Grant told the Miami Herald last Friday, one day after the DeSantis press conference and his arrest, that he was completely confused by the ordeal.
“I don’t really understand, how did I commit fraud?” Grant told the newspaper. “I don’t understand any of this stuff.”
Meade said it should be reasonable for citizens to trust that when the government tells them they can vote, that they are eligible.
“It is their [government’s] responsibility to make the determination on eligibility to vote and to send you a voter education card,” Meade said. “It is purely natural for a citizen to rely on the government to make those determinations and that they be accurate.”
His group on Thursday set up a bail and legal defense fund for those arrested, most of which do not have significant personal financial resources.
“We don’t want anyone to take plea deals just because they can’t pay bail,” Meade said. “They are in danger of losing their jobs, and some are key providers for their families. This could impact more than just the individuals.”
Meade said his group is now advising that those arrested not speak to anyone, including the media, until they have attorneys other than public defenders, which his group is helping facilitate at no charge.
Attorney Larry S. Davis, who is representing one of the men arrested in Miami-Dade for free, said his client was arrested at 6 a.m. when a SWAT team banged on his door.
“He was in his underwear, and they would not let him get clothed before taking him to jail,” Davis said. “There were people in his backyard who were armed, and they used a helicopter. It disrupted the entire neighborhood very early in the morning.”
Davis would not identify which client he represented because the person is concerned they will lose their job over the arrest.
“They were approached to register to vote at a local WalMart. When they said they could not register because they were a felon, the person there said they could because Amendment 4 passed,” David said. “They helped him fill out the paperwork. He later got a voter card, and thought he could vote. That was two years ago.”
The defendants come from Orange, Palm Beach, Hillsborough, Miami-Dade and Broward counties.

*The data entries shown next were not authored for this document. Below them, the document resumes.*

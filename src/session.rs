//! Signed-in user context.
//!
//! The session is an explicit value handed to whatever needs the current
//! identity (the HTTP adapter for its bearer token, the CLI for the greeting).
//! It is persisted as JSON so a later invocation picks it up again.

use crate::types::ItemId;
use anyhow::{Context, Result};
use serde::{Deserialize, Serialize};
use std::path::Path;
use tracing::{debug, warn};

/// Name shown when nobody is signed in.
pub const GUEST_NAME: &str = "Guest";

/// User returned by the authentication endpoint.
#[derive(Debug, Clone, PartialEq, Serialize, Deserialize)]
#[serde(rename_all = "camelCase")]
pub struct UserProfile {
    #[serde(default, skip_serializing_if = "Option::is_none")]
    pub id: Option<ItemId>,
    pub username: String,
    /// Empty when the server answered without issuing a token.
    #[serde(default)]
    pub token: String,
    /// Token expiry as epoch milliseconds.
    #[serde(default, skip_serializing_if = "Option::is_none")]
    pub expires_at: Option<i64>,
    #[serde(default, skip_serializing_if = "Option::is_none")]
    pub token_type: Option<String>,
    #[serde(default, skip_serializing_if = "Option::is_none")]
    pub email: Option<String>,
    #[serde(default, skip_serializing_if = "Option::is_none")]
    pub first_name: Option<String>,
    #[serde(default, skip_serializing_if = "Option::is_none")]
    pub last_name: Option<String>,
    #[serde(default, skip_serializing_if = "Option::is_none")]
    pub role: Option<String>,
}

impl UserProfile {
    pub fn new(username: impl Into<String>, token: impl Into<String>) -> Self {
        Self {
            id: None,
            username: username.into(),
            token: token.into(),
            expires_at: None,
            token_type: None,
            email: None,
            first_name: None,
            last_name: None,
            role: None,
        }
    }
}

/// Current user plus the page to return to after signing in.
#[derive(Debug, Clone, Default, PartialEq, Serialize, Deserialize)]
#[serde(rename_all = "camelCase")]
pub struct Session {
    #[serde(default, skip_serializing_if = "Option::is_none")]
    pub user: Option<UserProfile>,
    #[serde(default, skip_serializing_if = "Option::is_none")]
    pub redirect_url: Option<String>,
}

impl Session {
    pub fn anonymous() -> Self {
        Self::default()
    }

    pub fn sign_in(&mut self, user: UserProfile) {
        if user.id.is_none() {
            warn!(
                username = %user.username,
                "Signed in without a user id; profile details may be incomplete"
            );
        }
        self.user = Some(user);
    }

    pub fn sign_out(&mut self) {
        self.user = None;
    }

    pub fn is_authenticated(&self) -> bool {
        self.is_authenticated_at(chrono::Utc::now().timestamp_millis())
    }

    /// Authenticated means a non-empty token that has not expired at `now_ms`.
    pub fn is_authenticated_at(&self, now_ms: i64) -> bool {
        match &self.user {
            Some(user) if !user.token.is_empty() => {
                user.expires_at.is_none_or(|expires| expires > now_ms)
            }
            _ => false,
        }
    }

    /// Bearer token, if the session is authenticated.
    pub fn token(&self) -> Option<&str> {
        if self.is_authenticated() {
            self.user.as_ref().map(|u| u.token.as_str())
        } else {
            None
        }
    }

    pub fn display_name(&self) -> &str {
        self.user
            .as_ref()
            .and_then(|u| u.first_name.as_deref())
            .filter(|name| !name.is_empty())
            .unwrap_or(GUEST_NAME)
    }

    pub fn set_redirect(&mut self, url: impl Into<String>) {
        self.redirect_url = Some(url.into());
    }

    /// Consume the stored redirect target.
    pub fn take_redirect(&mut self) -> Option<String> {
        self.redirect_url.take()
    }

    /// Load a session file. A missing file yields an anonymous session.
    pub fn load<P: AsRef<Path>>(path: P) -> Result<Self> {
        let path = path.as_ref();
        if !path.exists() {
            debug!(path = %path.display(), "No session file, starting anonymous");
            return Ok(Self::anonymous());
        }
        let content = std::fs::read_to_string(path)
            .with_context(|| format!("Failed to read session file {}", path.display()))?;
        let session = serde_json::from_str(&content)
            .with_context(|| format!("Failed to parse session file {}", path.display()))?;
        Ok(session)
    }

    pub fn save<P: AsRef<Path>>(&self, path: P) -> Result<()> {
        let path = path.as_ref();
        if let Some(parent) = path.parent() {
            std::fs::create_dir_all(parent)?;
        }
        let content = serde_json::to_string_pretty(self)?;
        std::fs::write(path, content)
            .with_context(|| format!("Failed to write session file {}", path.display()))?;
        Ok(())
    }
}
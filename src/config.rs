//! Configuration loading and management.

use crate::reconcile::OverlapPolicy;
use anyhow::{Context, Result};
use serde::{Deserialize, Serialize};
use std::path::{Path, PathBuf};
use std::time::Duration;
use tracing::debug;

/// Client configuration.
#[derive(Debug, Clone, Default, PartialEq, Serialize, Deserialize)]
pub struct Config {
    #[serde(default)]
    pub remote: RemoteConfig,

    #[serde(default)]
    pub sync: SyncConfig,

    #[serde(default)]
    pub session: SessionConfig,
}

/// Where the todo API lives.
#[derive(Debug, Clone, PartialEq, Serialize, Deserialize)]
pub struct RemoteConfig {
    /// Base URL; collections are under `{api_url}/api/`.
    #[serde(default = "default_api_url")]
    pub api_url: String,

    /// Per-request timeout in seconds. Unset means requests may hang.
    #[serde(default)]
    pub timeout_secs: Option<u64>,
}

impl Default for RemoteConfig {
    fn default() -> Self {
        Self {
            api_url: default_api_url(),
            timeout_secs: None,
        }
    }
}

impl RemoteConfig {
    pub fn timeout(&self) -> Option<Duration> {
        self.timeout_secs.map(Duration::from_secs)
    }
}

fn default_api_url() -> String {
    "http://localhost:8080".to_string()
}

/// Reorder persistence behavior.
#[derive(Debug, Clone, PartialEq, Serialize, Deserialize)]
pub struct SyncConfig {
    /// Only send items whose ordering key or status changed.
    #[serde(default = "default_skip_unchanged")]
    pub skip_unchanged: bool,

    #[serde(default)]
    pub overlap: OverlapPolicy,
}

impl Default for SyncConfig {
    fn default() -> Self {
        Self {
            skip_unchanged: default_skip_unchanged(),
            overlap: OverlapPolicy::default(),
        }
    }
}

fn default_skip_unchanged() -> bool {
    true
}

/// Where the signed-in session is kept.
#[derive(Debug, Clone, PartialEq, Serialize, Deserialize)]
pub struct SessionConfig {
    #[serde(default = "default_session_path")]
    pub path: PathBuf,
}

impl Default for SessionConfig {
    fn default() -> Self {
        Self {
            path: default_session_path(),
        }
    }
}

fn user_dir() -> PathBuf {
    dirs::home_dir()
        .unwrap_or_else(|| PathBuf::from("."))
        .join(".todo-board")
}

fn default_session_path() -> PathBuf {
    user_dir().join("session.json")
}

impl Config {
    /// Load configuration from file.
    pub fn load<P: AsRef<Path>>(path: P) -> Result<Self> {
        let path = path.as_ref();
        let content = std::fs::read_to_string(path)
            .with_context(|| format!("Failed to read config file {}", path.display()))?;
        let config: Config = serde_yaml::from_str(&content)
            .with_context(|| format!("Failed to parse config file {}", path.display()))?;
        Ok(config)
    }

    /// Candidate config files, highest priority first.
    pub fn search_paths() -> Vec<PathBuf> {
        vec![
            PathBuf::from("todo-board/config.yaml"),
            user_dir().join("config.yaml"),
        ]
    }

    /// Load configuration from an explicit path, the default locations, or
    /// defaults, then apply environment overrides.
    ///
    /// An explicit path that cannot be loaded is an error; missing default
    /// files are skipped.
    pub fn load_or_default(explicit: Option<&Path>) -> Result<Self> {
        let mut config = match explicit {
            Some(path) => Self::load(path)?,
            None => Self::search_paths()
                .into_iter()
                .find(|p| p.exists())
                .map(|p| {
                    debug!(path = %p.display(), "Loading config");
                    Self::load(p)
                })
                .transpose()?
                .unwrap_or_default(),
        };
        config.apply_env(|key| std::env::var(key).ok());
        Ok(config)
    }

    /// Apply `TODO_BOARD_*` overrides. Unparseable values are ignored.
    pub fn apply_env<F>(&mut self, var: F)
    where
        F: Fn(&str) -> Option<String>,
    {
        if let Some(url) = var("TODO_BOARD_API_URL") {
            self.remote.api_url = url;
        }

        if let Some(timeout) = var("TODO_BOARD_TIMEOUT") {
            if let Ok(timeout) = timeout.parse() {
                self.remote.timeout_secs = Some(timeout);
            }
        }

        if let Some(overlap) = var("TODO_BOARD_OVERLAP") {
            if let Some(overlap) = OverlapPolicy::from_str(&overlap) {
                self.sync.overlap = overlap;
            }
        }

        if let Some(path) = var("TODO_BOARD_SESSION_PATH") {
            self.session.path = PathBuf::from(path);
        }
    }
}
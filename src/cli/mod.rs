//! CLI command definitions for todo-board
//!
//! This module defines the CLI structure using clap's derive macros.
//! The main entry point is the `Cli` struct which contains subcommands.

use crate::types::{ItemId, Priority, Status};
use clap::{Args, Parser, Subcommand, ValueEnum};

/// Todo board client
#[derive(Parser, Debug)]
#[command(author, version, about, long_about = None)]
pub struct Cli {
    /// Path to configuration file
    #[arg(short, long, global = true)]
    pub config: Option<String>,

    /// Base URL of the todo API (overrides config)
    #[arg(long, global = true)]
    pub api_url: Option<String>,

    /// Enable verbose logging
    #[arg(short, long, global = true)]
    pub verbose: bool,

    /// Logging output: 0/off, 1/stdout, 2/stderr (default), or filename
    #[arg(short, long, default_value = "2", global = true)]
    pub log: String,

    /// Output format: markdown or json
    #[arg(short, long, default_value = "markdown", global = true)]
    pub format: String,

    #[command(subcommand)]
    pub command: Option<Command>,
}

/// Available subcommands
#[derive(Subcommand, Debug)]
pub enum Command {
    /// Show every column of the board (default if no subcommand given)
    Board,

    /// Create a todo
    Add(AddArgs),

    /// Move a todo to a column and position
    Move(MoveArgs),

    /// Delete a todo
    Delete {
        /// Todo id
        id: ItemId,
    },

    /// Sign in and store the session for later commands
    Login(LoginArgs),

    /// Create an account on the server
    Register(RegisterArgs),

    /// Forget stored credentials
    Logout,
}

#[derive(Args, Debug)]
pub struct AddArgs {
    /// Title of the todo
    #[arg(short, long)]
    pub title: String,

    #[arg(short, long, default_value = "")]
    pub description: String,

    /// Column to create the todo in
    #[arg(short, long, default_value = "pending", value_parser = parse_status)]
    pub status: Status,

    #[arg(short, long, value_enum)]
    pub priority: Option<PriorityArg>,

    /// Due date, passed through to the server as-is
    #[arg(long)]
    pub due: Option<String>,
}

#[derive(Args, Debug)]
pub struct MoveArgs {
    /// Todo id
    pub id: ItemId,

    /// Destination column
    #[arg(value_parser = parse_status)]
    pub status: Status,

    /// Destination index within the column (0 = top)
    pub index: usize,
}

#[derive(Args, Debug)]
pub struct LoginArgs {
    #[arg(short, long)]
    pub username: String,

    /// Password, exchanged with the server for a token
    #[arg(short, long, required_unless_present = "token", conflicts_with = "token")]
    pub password: Option<String>,

    /// Store an already issued bearer token instead of signing in
    #[arg(short, long)]
    pub token: Option<String>,

    /// Name to greet with when the server does not supply one
    #[arg(long)]
    pub first_name: Option<String>,
}

#[derive(Args, Debug)]
pub struct RegisterArgs {
    #[arg(short, long)]
    pub username: String,

    #[arg(short, long)]
    pub email: String,

    #[arg(short, long)]
    pub password: String,

    #[arg(long)]
    pub first_name: String,

    #[arg(long)]
    pub last_name: String,
}

/// Priority as accepted on the command line.
#[derive(Debug, Clone, Copy, PartialEq, Eq, ValueEnum)]
pub enum PriorityArg {
    Low,
    Medium,
    High,
}

impl From<PriorityArg> for Priority {
    fn from(arg: PriorityArg) -> Self {
        match arg {
            PriorityArg::Low => Priority::Low,
            PriorityArg::Medium => Priority::Medium,
            PriorityArg::High => Priority::High,
        }
    }
}

fn parse_status(s: &str) -> Result<Status, String> {
    s.parse()
}
//! In-process remote collection.
//!
//! Holds rows in memory and lets callers script failures per operation or per
//! item, which makes it the reference backend for exercising reconciliation.

use super::{Entity, RemoteCollection, RemoteError, RemoteResult};
use crate::types::ItemId;
use async_trait::async_trait;
use std::collections::HashMap;
use std::sync::{Mutex, MutexGuard};

/// A recorded call against the collection.
#[derive(Debug, Clone, Copy, PartialEq, Eq)]
pub enum RemoteCall {
    List,
    Create,
    Update(ItemId),
    Delete(ItemId),
}

struct State<E> {
    rows: Vec<E>,
    next_id: ItemId,
    calls: Vec<RemoteCall>,
    fail_list: Option<RemoteError>,
    fail_create: Option<RemoteError>,
    fail_update: HashMap<ItemId, RemoteError>,
    fail_delete: HashMap<ItemId, RemoteError>,
}

/// Remote collection backed by a vector of rows.
pub struct InMemoryCollection<E: Entity> {
    state: Mutex<State<E>>,
}

impl<E: Entity> InMemoryCollection<E> {
    pub fn new() -> Self {
        Self::with_rows(Vec::new())
    }

    /// Seed the collection. Rows are kept verbatim, duplicates included, so
    /// `list()` returns exactly what was seeded.
    pub fn with_rows(rows: Vec<E>) -> Self {
        let next_id = rows.iter().map(|r| r.id()).max().unwrap_or(0) + 1;
        Self {
            state: Mutex::new(State {
                rows,
                next_id,
                calls: Vec::new(),
                fail_list: None,
                fail_create: None,
                fail_update: HashMap::new(),
                fail_delete: HashMap::new(),
            }),
        }
    }

    fn state(&self) -> MutexGuard<'_, State<E>> {
        self.state.lock().unwrap_or_else(|poisoned| poisoned.into_inner())
    }

    /// Current rows as `list()` would return them.
    pub fn rows(&self) -> Vec<E> {
        self.state().rows.clone()
    }

    pub fn row(&self, id: ItemId) -> Option<E> {
        self.state().rows.iter().find(|r| r.id() == id).cloned()
    }

    /// Every call received so far, in arrival order.
    pub fn calls(&self) -> Vec<RemoteCall> {
        self.state().calls.clone()
    }

    /// Identities passed to `update`, in arrival order.
    pub fn update_calls(&self) -> Vec<ItemId> {
        self.state()
            .calls
            .iter()
            .filter_map(|c| match c {
                RemoteCall::Update(id) => Some(*id),
                _ => None,
            })
            .collect()
    }

    pub fn clear_calls(&self) {
        self.state().calls.clear();
    }

    pub fn fail_list(&self, err: RemoteError) {
        self.state().fail_list = Some(err);
    }

    pub fn fail_create(&self, err: RemoteError) {
        self.state().fail_create = Some(err);
    }

    /// Make every `update` of `id` fail until failures are cleared.
    pub fn fail_update(&self, id: ItemId, err: RemoteError) {
        self.state().fail_update.insert(id, err);
    }

    pub fn fail_delete(&self, id: ItemId, err: RemoteError) {
        self.state().fail_delete.insert(id, err);
    }

    pub fn clear_failures(&self) {
        let mut state = self.state();
        state.fail_list = None;
        state.fail_create = None;
        state.fail_update.clear();
        state.fail_delete.clear();
    }
}

impl<E: Entity> Default for InMemoryCollection<E> {
    fn default() -> Self {
        Self::new()
    }
}

#[async_trait]
impl<E: Entity> RemoteCollection<E> for InMemoryCollection<E> {
    async fn list(&self) -> RemoteResult<Vec<E>> {
        let mut state = self.state();
        state.calls.push(RemoteCall::List);
        if let Some(err) = state.fail_list.clone() {
            return Err(err);
        }
        Ok(state.rows.clone())
    }

    async fn create(&self, draft: &E::Draft) -> RemoteResult<E> {
        let mut state = self.state();
        state.calls.push(RemoteCall::Create);
        if let Some(err) = state.fail_create.clone() {
            return Err(err);
        }
        let id = state.next_id;
        state.next_id += 1;
        let row = E::from_draft(id, draft.clone());
        state.rows.push(row.clone());
        Ok(row)
    }

    async fn update(&self, id: ItemId, item: &E) -> RemoteResult<E> {
        let mut state = self.state();
        state.calls.push(RemoteCall::Update(id));
        if let Some(err) = state.fail_update.get(&id).cloned() {
            return Err(err);
        }
        // Last matching row is the one a deduplicating reader keeps.
        match state.rows.iter_mut().rev().find(|r| r.id() == id) {
            Some(row) => {
                *row = item.clone();
                Ok(item.clone())
            }
            None => Err(RemoteError::rejected(404, format!("Todo {} not found", id))),
        }
    }

    async fn delete(&self, id: ItemId) -> RemoteResult<()> {
        let mut state = self.state();
        state.calls.push(RemoteCall::Delete(id));
        if let Some(err) = state.fail_delete.get(&id).cloned() {
            return Err(err);
        }
        let before = state.rows.len();
        state.rows.retain(|r| r.id() != id);
        if state.rows.len() == before {
            return Err(RemoteError::rejected(404, format!("Todo {} not found", id)));
        }
        Ok(())
    }
}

Only Miami-Dade County responded when asked for comment.
Suzy Trutie, the deputy Supervisor of Elections in Miami-Dade County said that when a county gets a registration applications they are forwarded to the state, which uses a series of databases to verify the person’s identity.
“After the verification process has been completed, the State notifies the County that the person’s eligibility has been confirmed,” she said via email. “Finally, the County issues a voter registration card to the elector.”
Alison Novoay, spokesperson for the Palm Beach County Supervisor of elections, said in an email that the state notifies their office when a prospective or registered voter is convicted of a felony or otherwise ineligible. After that, the Supervisor of Elections removes them from their voting lists.
“We were not notified by the state prior to 2022 that these individuals were ineligible,” she said. “Upon notification we immediately commenced the removal process.”
When DeSantis announced the arrests during a press conference at the Broward County courthouse, he said it was just the first wave of arrests. Beyond felons, his election investigations office is looking at allegations that undocumented immigrations may have illegally voted as well as individuals who voted twice in one election.
There have been three arrests made in The Villages, a Republican stronghold in central Florida, related to people admitting they voted twice in the 2020 election. DeSantis did not hold events highlighting those arrested, each of whom entered pretrial diversion programs and avoided jail time.
“This is just the first step. There are many more in the pipeline” DeSantis said during last week’s press conference. “We are not just going to turn a blind eye to this. The days of that happening in Florida are over.”